In lipid bilayers, the spin-labeled alkyl chain of 1-palmitoyl-2-(n-doxylstearoyl)phosphatidylcholine (n-PC) spin label or n-doxylstearic acid spin label (n-SASL) (with the nitroxide moiety attached at the Cn position) undergoes rapid anisotropic motion about the long axis of the spin label and also a wobbling motion of the long axis within the confines of a cone imposed by the membrane environment. The anisotropic rotational motion of the spin label gives rise to unique features of the EPR spectra that can be used to calculate the order parameter for the alkyl chain [1,2]. The order parameter is a measure of the amplitude of the wobbling motion of the alkyl chain, with an increase in order parameter indicating a decrease in the angle of the cone. Moreover, as the spin label is moved from the bilayer surface to the membrane interior, deviations in the alkyl-chain-segment direction from the bilayer normal accumulate. Thus, ordering of the alkyl chain close to the membrane surface (induced, for example, by contact with the plate-like portion of cholesterol), also causes an apparent ordering of the distal fragment of the alkyl chain . Although the order parameter indicates an amplitude of wobbling motion of alkyl chains in the lipid bilayer, change in the order parameter is most often described as a change in spin-label mobility, and thus as a change in membrane fluidity. Profiles of the order parameter have been routinely used as a measure of the fluidity of membrane samples [4,5]. With some restrictions, profiles of the dynamic parameter R, which is the rotational diffusion coefficient of the nitroxide moiety around an axis perpendicular to the mean symmetry axis for the rotation, can be also obtained from computer simulation of EPR spectra [6–8].
We propose here an alternative approach in displaying membrane fluidity, namely, profiles of the spin-lattice relaxation rate (T−11). This parameter can be obtained from saturation-recovery (SR) EPR measurements. In deoxygenated samples, this parameter depends primarily on the motion of the nitroxide moiety within the lipid bilayer and thus characterizes the dynamics of the membrane environment at the depth at which the nitroxide moiety is located.

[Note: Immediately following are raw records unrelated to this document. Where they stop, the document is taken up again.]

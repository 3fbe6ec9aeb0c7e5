//! Compile-time capability probing.
//!
//! [`Probe`] answers, at compile time and with no runtime cost, whether a
//! concrete type already carries a rendering capability. For each probed
//! capability there is a fallback trait carrying a `false` constant for
//! every type, and an inherent constant carrying `true` for types that
//! satisfy the capability bound. Constant resolution prefers the inherent
//! item, so:
//!
//! - `Probe::<T>::CAN_DUMP` resolves `true` exactly when `T: Dump`
//! - `Probe::<T>::HAS_NAME_TABLE` resolves `true` exactly when
//!   `T: EnumNames`
//!
//! The fallback trait must be in scope for the `false` path to resolve;
//! importing [`DumpFallback`] and [`NameTableFallback`] (or the crate
//! prelude-style glob) is enough.
//!
//! This works for concrete types named at the probe site. It does not see
//! through generic parameters: inside `fn f<T>()`, only the declared
//! bounds of `T` exist.
//!
//! ```rust
//! use typedump::probe::{DumpFallback, NameTableFallback, Probe};
//!
//! struct Opaque;
//!
//! assert!(Probe::<u32>::CAN_DUMP);
//! assert!(Probe::<Vec<String>>::CAN_DUMP);
//! assert!(!Probe::<Opaque>::CAN_DUMP);
//! assert!(!Probe::<u32>::HAS_NAME_TABLE);
//! ```

use std::marker::PhantomData;

use crate::enums::EnumNames;
use crate::ser::Dump;

/// Probe anchor for a type's rendering capabilities.
///
/// Never constructed; only its associated constants are read.
pub struct Probe<T: ?Sized>(PhantomData<T>);

/// Fallback providing `CAN_DUMP = false` for types without a rendering.
pub trait DumpFallback {
    const CAN_DUMP: bool = false;
}

impl<T: ?Sized> DumpFallback for Probe<T> {}

impl<T: Dump + ?Sized> Probe<T> {
    /// `true`: the type has a rendering, direct or by category.
    pub const CAN_DUMP: bool = true;
}

/// Fallback providing `HAS_NAME_TABLE = false` for enumeration types that
/// declared no name table (and for non-enumeration types).
pub trait NameTableFallback {
    const HAS_NAME_TABLE: bool = false;
}

impl<T: ?Sized> NameTableFallback for Probe<T> {}

impl<T: EnumNames> Probe<T> {
    /// `true`: the enumeration type declared a name table.
    pub const HAS_NAME_TABLE: bool = true;
}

Robinson et al.  discuss various mechanisms for spin-lattice relaxation of nitroxide spin labels. For an isotropic rotational correlation time constant, they found good agreement between experiment and a theoretical model that was dominated by the so-called electron-nuclear dipolar (END) mechanism for rotational correlation times from about 10−11 to 10−8 s. In this range, Tend1e τc, which provides the fundamental basis for the use of the electron spin-lattice relaxation time as a fluidity parameter. In subsequent work, Mailer et al.  extended the theoretical framework of Ref.  to include anisotropic motion and explicitly considered stearic acid spin labels in lipid bilayers. For data at X-band, fits were not improved. However, for multifrequency T1 data, consideration of anisotropic motion was necessary. Thus, it seems possible that an improved fluidity parameter that reflects anisotropic motion could be developed based on multifrequency saturation recovery measurements.

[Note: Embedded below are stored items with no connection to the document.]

impl SqlAgent {
    pub fn new(config: AgentConfig, db: Database, backend: Box<dyn LlmBackend>) -> Self {
        Self {
            config,
            db,
            backend,
        }
    }

    pub fn database(&self) -> &Database {
        &self.db
    }

    /// Process one natural-language question.
    ///
    /// Never returns a raw error: every failure path yields an envelope with
    /// `success = false` and a human-readable reason.
    pub async fn run(&self, question: &str) -> ExecutionResult {
        let deadline = Instant::now() + Duration::from_secs(self.config.total_timeout_seconds);
        info!("processing question via {}: {question}", self.backend.name());

        // Schema is rebuilt per request; the database owns the truth
        let schema = match SchemaDescription::introspect(self.db.pool()).await {
            Ok(schema) => {
                if schema.is_empty() {
                    warn!("database has no user tables; generation will have nothing to ground on");
                }
                schema
            }
            Err(e) => {
                return ExecutionResult::failed(
                    question,
                    String::new(),
                    String::new(),
                    &e,
                    None,
                    Vec::new(),
                );
            }
        };

        let schema_block = match self.schema_block(&schema).await {
            Ok(block) => block,
            Err(e) => {
                return ExecutionResult::failed(
                    question,
                    String::new(),
                    String::new(),
                    &e,
                    None,
                    Vec::new(),
                );
            }
        };

        let builder = PromptBuilder::new(self.config.read_only);
        let system_prompt = builder.system_prompt(&schema_block);

        let mut attempts: Vec<AttemptRecord> = Vec::new();
        let mut state = AgentState::BuildingPrompt;

        loop {
            if Instant::now() >= deadline && !matches!(state, AgentState::Done(_)) {
                let e = AskError::Transport(format!(
                    "ran out of the {}s time budget",
                    self.config.total_timeout_seconds
                ));
                return ExecutionResult::failed(
                    question,
                    String::new(),
                    String::new(),
                    &e,
                    Some(FailureKind::Timeout),
                    attempts,
                );
            }

            state = match state {
                AgentState::BuildingPrompt => AgentState::AwaitingModel {
                    feedback: None,
                    attempt: 0,
                },

                AgentState::AwaitingModel { feedback, attempt } => {
                    let user_prompt = match &feedback {
                        None => builder.user_prompt(question),
                        Some(f) => builder.retry_prompt(question, &f.sql, &f.reason),
                    };
                    match self.call_model(&system_prompt, &user_prompt, deadline).await {
                        Ok(reply) => AgentState::Validating { reply, attempt },
                        Err(e @ AskError::ResponseFormat(_)) => {
                            record_attempt(&mut attempts, attempt, String::new(), &e);
                            self.retry_or_done(question, String::new(), String::new(), e, attempt, attempts.clone())
                        }
                        Err(e) => {
                            let kind = if Instant::now() >= deadline {
                                FailureKind::Timeout
                            } else {
                                FailureKind::Unreachable
                            };
                            AgentState::Done(ExecutionResult::failed(
                                question,
                                String::new(),
                                String::new(),
                                &e,
                                Some(kind),
                                attempts.clone(),
                            ))
                        }
                    }
                }

                AgentState::Validating { reply, attempt } => {
                    let validator = Validator::new(&schema, self.config.read_only);
                    match validator.validate(&reply.sql) {
                        Ok(sql) => AgentState::Executing {
                            sql,
                            explanation: reply.explanation,
                            attempt,
                        },
                        Err(e) => {
                            warn!("validation failed on attempt {attempt}: {e}");
                            record_attempt(&mut attempts, attempt, reply.sql.clone(), &e);
                            self.retry_or_done(
                                question,
                                reply.sql,
                                reply.explanation,
                                e,
                                attempt,
                                attempts.clone(),
                            )
                        }
                    }
                }

                AgentState::Executing {
                    sql,
                    explanation,
                    attempt,
                } => {
                    let statement_timeout = Duration::from_secs(self.config.statement_timeout_seconds)
                        .min(deadline.saturating_duration_since(Instant::now()));
                    match self
                        .db
                        .execute(&sql, self.config.row_limit, statement_timeout)
                        .await
                    {
                        Ok(output) => {
                            info!("query succeeded after {} retries", attempt);
                            AgentState::Done(ExecutionResult {
                                question: question.to_string(),
                                row_count: output.rows.len(),
                                columns: output.columns,
                                rows: output.rows,
                                truncated: output.truncated,
                                sql,
                                explanation,
                                success: true,
                                error: None,
                                failure: None,
                                attempts: attempts.clone(),
                            })
                        }
                        Err(e) => {
                            warn!("execution failed on attempt {attempt}: {e}");
                            record_attempt(&mut attempts, attempt, sql.clone(), &e);
                            self.retry_or_done(question, sql, explanation, e, attempt, attempts.clone())
                        }
                    }
                }

                AgentState::Retrying {
                    failed_sql,
                    error,
                    attempt,
                } => {
                    debug!("re-prompting after failure: {error}");
                    let reason = error.feedback().unwrap_or_else(|| error.to_string());
                    AgentState::AwaitingModel {
                        feedback: Some(Feedback {
                            sql: failed_sql,
                            reason,
                        }),
                        attempt: attempt + 1,
                    }
                }

                AgentState::Done(result) => return result,
            };
        }
    }

    /// Decide between another generation attempt and giving up.
    fn retry_or_done(
        &self,
        question: &str,
        failed_sql: String,
        explanation: String,
        error: AskError,
        attempt: usize,
        attempts: Vec<AttemptRecord>,
    ) -> AgentState {
        if attempt < self.config.max_retries {
            AgentState::Retrying {
                failed_sql,
                error,
                attempt,
            }
        } else {
            AgentState::Done(ExecutionResult::failed(
                question,
                failed_sql,
                explanation,
                &error,
                Some(FailureKind::RetriesExhausted),
                attempts,
            ))
        }
    }

    /// One generation attempt with its internal transport-retry budget.
    async fn call_model(
        &self,
        system_prompt: &str,
        user_prompt: &str,
        deadline: Instant,
    ) -> Result<ModelReply, AskError> {
        let mut last: Option<AskError> = None;
        for round in 0..=self.config.transport_retries {
            let remaining = deadline.saturating_duration_since(Instant::now());
            if remaining.is_zero() {
                return Err(last.unwrap_or_else(|| {
                    AskError::Transport("time budget exhausted before the model call".to_string())
                }));
            }
            match tokio::time::timeout(remaining, self.backend.complete(system_prompt, user_prompt))
                .await
            {
                Ok(Ok(reply)) => return Ok(reply),
                Ok(Err(e)) if e.is_retryable() => {
                    warn!("transport failure (round {round}): {e}");
                    last = Some(e);
                }
                Ok(Err(e)) => return Err(e),
                Err(_) => {
                    return Err(AskError::Transport(
                        "model call exceeded the time budget".to_string(),
                    ));
                }
            }
        }
        Err(last.unwrap_or_else(|| AskError::Transport("model endpoint unreachable".to_string())))
    }

    async fn schema_block(&self, schema: &SchemaDescription) -> Result<String, AskError> {
        if !self.config.include_sample_data {
            return Ok(schema.render());
        }
        let mut samples = HashMap::new();
        for table in &schema.tables {
            let rows = self
                .db
                .sample_rows(&table.name, self.config.sample_rows)
                .await?;
            samples.insert(table.name.clone(), rows);
        }
        Ok(schema.render_with_samples(&samples))
    }
}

The T1 values of lipid spin labels (1–10 μs) are much longer than the correlation time for reorientation of the nitroxide group of lipid spin labels as measured using conventional EPR (0.1–10 ns). Because of the short correlation time of different modes of reorientation, motional effects are superimposed and spectral parameters obtained from conventional EPR are affected by these motions in complicated ways. However, because of the long T1 the complicated motional effects should be averaged in SR measurements. Thus, T−11 can be used as a convenient quantitative measure of membrane fluidity that indicates this averaged motion of phospholipid alkyl chains (or nitroxide free radical moieties attached to those chains). If T−11 is measured for n-SASL or n-PC spin labels, a fluidity profile across the lipid bilayer can be obtained that reflects membrane dynamics . In addition, because T−11 can be measured in coexisting membrane domains and membrane phases [12,13], these fluidity profiles can be obtained in coexisting domains and phases without the need for their physical separation.
We previously used SR in dual-probe pulse EPR experiments in which small paramagnetic molecules (e.g., molecular oxygen or paramagnetic metal complexes) were introduced into the membrane and bimolecular collision rates with lipid-analog spin labels determined [14–16]. The rate of bimolecular collision between the nitroxide moiety of a lipid-type spin label placed at a specific location in the membrane and a small paramagnetic probe molecule (like molecular oxygen) is a useful monitor of membrane fluidity that reports on translational diffusion of the small molecule probe, but not on motion of lipid alkyl chains . Those initial experiments were performed at X-band. However, we recently showed that spin-lattice relaxation times of lipid-analog spin labels initially increase when the microwave frequency is increased above X-band, reaching maximum values at Q-band (35 GHz) , and then decrease again as the frequency is further increased to W-band (94 GHz) [18,19]. Nonetheless, the observed trend of a decreasing spin-lattice relaxation time for n-SASL or n-PC spin labels with increasing membrane depth was independent of microwave frequency [17,19]. We conclude that the longest values of T1 will generally be found at Q-band, noting that long values are advantageous for measurement of T1-dependent membrane processes. These new capabilities have the potential to be a useful tool for studying membrane dynamics.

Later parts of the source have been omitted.